◆ EXCERPTED DATA

mod api;
mod app;
mod config;
mod event;
mod quiz;
mod session;
mod speech;
mod store;
mod ui;
mod vocab;

use std::fs::{self, OpenOptions};
use std::io::{self, Write};
use std::path::{Path, PathBuf};
use std::time::Duration;

use anyhow::{Context, Result};
use clap::{Parser, Subcommand};
use crossterm::event::{KeyCode, KeyEvent, KeyModifiers};
use crossterm::execute;
use crossterm::terminal::{
    EnterAlternateScreen, LeaveAlternateScreen, disable_raw_mode, enable_raw_mode,
};
use log::LevelFilter;
use ratatui::Terminal;
use ratatui::backend::CrosstermBackend;
use ratatui::layout::{Constraint, Direction, Layout, Rect};
use ratatui::style::{Modifier, Style};
use ratatui::text::{Line, Span};
use ratatui::widgets::{Block, Paragraph, Widget, Wrap};
use rust_i18n::t;

use app::{App, AppScreen, SETTINGS_FIELDS, VocabField};
use api::user_store::Field;
use config::Config;
use event::{AppEvent, EventHandler};
use session::challenge::Phase;
use session::dictation::DictationPhase;
use store::LocalStorage;
use store::check_in::CheckIns;
use store::custom_vocab::CustomVocabularies;
use store::schema::ExportData;
use ui::components::dashboard::Dashboard;
use ui::components::progress_bar::ProgressBar;
use ui::components::question_card::{QuestionCard, option_index};
use ui::components::week_strip::{WeekStrip, day_count, week_strip_text};
use ui::components::word_list::WordList;
use ui::layout::{AppLayout, centered_rect, pack_hint_lines};
use ui::line_input::LineInput;
use vocab::WordStatus;

rust_i18n::i18n!("locales", fallback = "en");

#[derive(Parser)]
#[command(name = "vocabdr", version, about = "Terminal vocabulary trainer")]
struct Cli {
    #[command(subcommand)]
    command: Option<Command>,

    #[arg(short, long, help = "Theme name")]
    theme: Option<String>,

    /// Increase log verbosity (-v, -vv, -vvv)
    #[arg(short, long, global = true, action = clap::ArgAction::Count)]
    verbose: u8,
}

#[derive(Subcommand)]
enum Command {
    /// Record today's study and print this week's check-ins
    CheckIn,
    /// Create a custom vocabulary from a text file of `word,meaning` lines
    ImportWords {
        file: PathBuf,
        #[arg(long)]
        name: String,
        #[arg(long, default_value = "")]
        emoji: String,
        /// Also upload the words to the configured server
        #[arg(long)]
        remote: bool,
    },
    /// Write all local data to a JSON backup
    Export { file: PathBuf },
    /// Replace local data with a JSON backup
    Import { file: PathBuf },
}

fn setup_logging(verbose: u8, log_file: Option<&Path>) {
    let log_level = match verbose {
        0 => LevelFilter::Warn,
        1 => LevelFilter::Info,
        2 => LevelFilter::Debug,
        _ => LevelFilter::Trace,
    };

    let mut builder = env_logger::Builder::new();
    builder
        .filter(None, log_level)
        .parse_default_env()
        .format(|buf, record| {
            writeln!(
                buf,
                "{} [{}] {}",
                chrono::Local::now().format("%Y-%m-%d %H:%M:%S"),
                record.level(),
                record.args()
            )
        });
    // the terminal belongs to the UI, so TUI runs log to a file
    if let Some(path) = log_file {
        match OpenOptions::new().create(true).append(true).open(path) {
            Ok(file) => {
                builder.target(env_logger::Target::Pipe(Box::new(file)));
            }
            Err(e) => eprintln!("cannot open log file {}: {e}", path.display()),
        }
    }
    let _ = builder.try_init();
}

fn main() -> Result<()> {
    let cli = Cli::parse();

    let storage = LocalStorage::new()?;
    let log_file = cli
        .command
        .is_none()
        .then(|| storage.base_dir().join("vocabdr.log"));
    setup_logging(cli.verbose, log_file.as_deref());

    if storage.check_interrupted_import() {
        log::warn!("cleaned up after an interrupted import");
    }

    let mut config = Config::load().unwrap_or_else(|e| {
        log::warn!("failed to load config, using defaults: {e}");
        Config::default()
    });
    if let Some(theme) = cli.theme {
        config.theme = theme;
    }
    rust_i18n::set_locale(&config.language);

    match cli.command {
        Some(Command::CheckIn) => run_check_in(storage),
        Some(Command::ImportWords {
            file,
            name,
            emoji,
            remote,
        }) => run_import_words(storage, &config, &file, &name, &emoji, remote),
        Some(Command::Export { file }) => run_export(&storage, &file),
        Some(Command::Import { file }) => run_import(&storage, &file),
        None => run_tui(config, storage),
    }
}

fn run_check_in(storage: LocalStorage) -> Result<()> {
    let check_ins = CheckIns::new(storage);
    let today = App::today();
    if check_ins.check_in(today)? {
        println!("{}", t!("cli.checked_in", date = today));
    } else {
        println!("{}", t!("cli.already_checked_in", date = today));
    }
    println!("{}", week_strip_text(check_ins.week_status(today), today));
    println!(
        "{}",
        t!(
            "check_in.summary",
            streak = day_count(check_ins.current_streak(today) as usize),
            total = day_count(check_ins.total_days())
        )
    );
    Ok(())
}

fn run_import_words(
    storage: LocalStorage,
    config: &Config,
    file: &Path,
    name: &str,
    emoji: &str,
    remote: bool,
) -> Result<()> {
    let text = fs::read_to_string(file)
        .with_context(|| format!("failed to read {}", file.display()))?;
    let vocabs = CustomVocabularies::new(storage.clone());
    let (vocab, issues) = vocabs.create(name, emoji, &text)?;
    for issue in &issues {
        eprintln!(
            "{}",
            t!("cli.skipped_line", line = issue.line, content = issue.content)
        );
    }
    println!(
        "{}",
        t!(
            "cli.created",
            name = vocab.name,
            count = vocab.words.len(),
            id = vocab.id
        )
    );

    if remote {
        let url = config
            .api_base_url
            .as_deref()
            .context("api_base_url is not set in config.toml")?;
        let mut remote = app::Remote::connect(url, storage);
        let category = remote
            .custom
            .create(&vocab.name, &vocab.emoji)
            .context("server rejected the new category")?;
        if remote.custom.add_words(category.id, &vocab.words) {
            println!("{}", t!("cli.uploaded", id = category.id));
        } else {
            anyhow::bail!("server rejected the words");
        }
    }
    Ok(())
}

fn run_export(storage: &LocalStorage, file: &Path) -> Result<()> {
    let data = storage.export_all();
    let json = serde_json::to_string_pretty(&data)?;
    fs::write(file, json).with_context(|| format!("failed to write {}", file.display()))?;
    println!(
        "{}",
        t!("cli.exported", count = data.entries.len(), file = file.display())
    );
    Ok(())
}

fn run_import(storage: &LocalStorage, file: &Path) -> Result<()> {
    let content = fs::read_to_string(file)
        .with_context(|| format!("failed to read {}", file.display()))?;
    let data: ExportData = serde_json::from_str(&content).context("not a vocabdr backup")?;
    storage.import_all(&data)?;
    println!(
        "{}",
        t!("cli.imported", count = data.entries.len(), file = file.display())
    );
    Ok(())
}

fn run_tui(config: Config, storage: LocalStorage) -> Result<()> {
    let mut app = App::new(config, storage);

    enable_raw_mode()?;
    let mut stdout = io::stdout();
    execute!(stdout, EnterAlternateScreen)?;

    let backend = CrosstermBackend::new(stdout);
    let mut terminal = Terminal::new(backend)?;

    // the challenge countdown moves once per tick
    let events = EventHandler::new(Duration::from_secs(1));

    let result = run_app(&mut terminal, &mut app, &events);

    disable_raw_mode()?;
    execute!(terminal.backend_mut(), LeaveAlternateScreen)?;
    terminal.show_cursor()?;

    if let Err(e) = app.config.save() {
        log::error!("failed to save config: {e}");
    }
    if let Err(err) = result {
        eprintln!("Error: {err:?}");
    }

    Ok(())
}

fn run_app(
    terminal: &mut Terminal<CrosstermBackend<io::Stdout>>,
    app: &mut App,
    events: &EventHandler,
) -> Result<()> {
    loop {
        terminal.draw(|frame| render(frame, app))?;

        match events.next()? {
            AppEvent::Key(key) => {
                if let Err(e) = handle_key(app, key) {
                    log::error!("{e:#}");
                    app.set_status(t!("status.error", error = e));
                }
            }
            AppEvent::Tick => {
                if app.screen == AppScreen::Challenge {
                    app.challenge_tick();
                }
            }
            AppEvent::Resize => {}
        }

        if app.should_quit {
            return Ok(());
        }
    }
}

fn handle_key(app: &mut App, key: KeyEvent) -> Result<()> {
    if key.modifiers.contains(KeyModifiers::CONTROL) && key.code == KeyCode::Char('c') {
        app.should_quit = true;
        return Ok(());
    }
    app.status_message = None;

    match app.screen {
        AppScreen::Menu => handle_menu_key(app, key),
        AppScreen::BookSelect => handle_book_select_key(app, key)?,
        AppScreen::CreateVocab => app.handle_vocab_form(key)?,
        AppScreen::WordList => handle_word_list_key(app, key),
        AppScreen::Flashcard => handle_flashcard_key(app, key),
        AppScreen::Dictation => handle_dictation_key(app, key),
        AppScreen::Challenge => handle_challenge_key(app, key),
        AppScreen::ChallengeResult => handle_result_key(app, key),
        AppScreen::Mistakes => handle_mistakes_key(app, key)?,
        AppScreen::CheckIn => handle_check_in_key(app, key)?,
        AppScreen::Settings => handle_settings_key(app, key)?,
        AppScreen::Login => app.handle_login_form(key),
    }
    Ok(())
}

fn activate_menu_entry(app: &mut App, key: &str) {
    match key {
        "1" => app.screen = AppScreen::WordList,
        "2" => app.start_flashcards(),
        "3" => app.start_dictation(),
        "4" => app.start_challenge(),
        "b" => app.go_to_book_select(),
        "m" => app.go_to_mistakes(),
        "c" => app.go_to_check_in(),
        "s" => app.go_to_settings(),
        _ => {}
    }
}

fn handle_menu_key(app: &mut App, key: KeyEvent) {
    match key.code {
        KeyCode::Char('q') | KeyCode::Esc => app.should_quit = true,
        KeyCode::Up | KeyCode::Char('k') => app.menu.prev(),
        KeyCode::Down | KeyCode::Char('j') => app.menu.next(),
        KeyCode::Enter => {
            if let Some(entry) = app.menu.selected_key().map(str::to_string) {
                activate_menu_entry(app, &entry);
            }
        }
        KeyCode::Char(ch) => activate_menu_entry(app, &ch.to_string()),
        _ => {}
    }
}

◆ TASK GOAL
Repeat each line of the data above, exactly as it appears, from the first through the line that contains "use session::dictation::DictationPhase;".

◆ RESULT OF THIS TASK
mod api;
mod app;
mod config;
mod event;
mod quiz;
mod session;
mod speech;
mod store;
mod ui;
mod vocab;

use std::fs::{self, OpenOptions};
use std::io::{self, Write};
use std::path::{Path, PathBuf};
use std::time::Duration;

use anyhow::{Context, Result};
use clap::{Parser, Subcommand};
use crossterm::event::{KeyCode, KeyEvent, KeyModifiers};
use crossterm::execute;
use crossterm::terminal::{
    EnterAlternateScreen, LeaveAlternateScreen, disable_raw_mode, enable_raw_mode,
};
use log::LevelFilter;
use ratatui::Terminal;
use ratatui::backend::CrosstermBackend;
use ratatui::layout::{Constraint, Direction, Layout, Rect};
use ratatui::style::{Modifier, Style};
use ratatui::text::{Line, Span};
use ratatui::widgets::{Block, Paragraph, Widget, Wrap};
use rust_i18n::t;

use app::{App, AppScreen, SETTINGS_FIELDS, VocabField};
use api::user_store::Field;
use config::Config;
use event::{AppEvent, EventHandler};
use session::challenge::Phase;
use session::dictation::DictationPhase;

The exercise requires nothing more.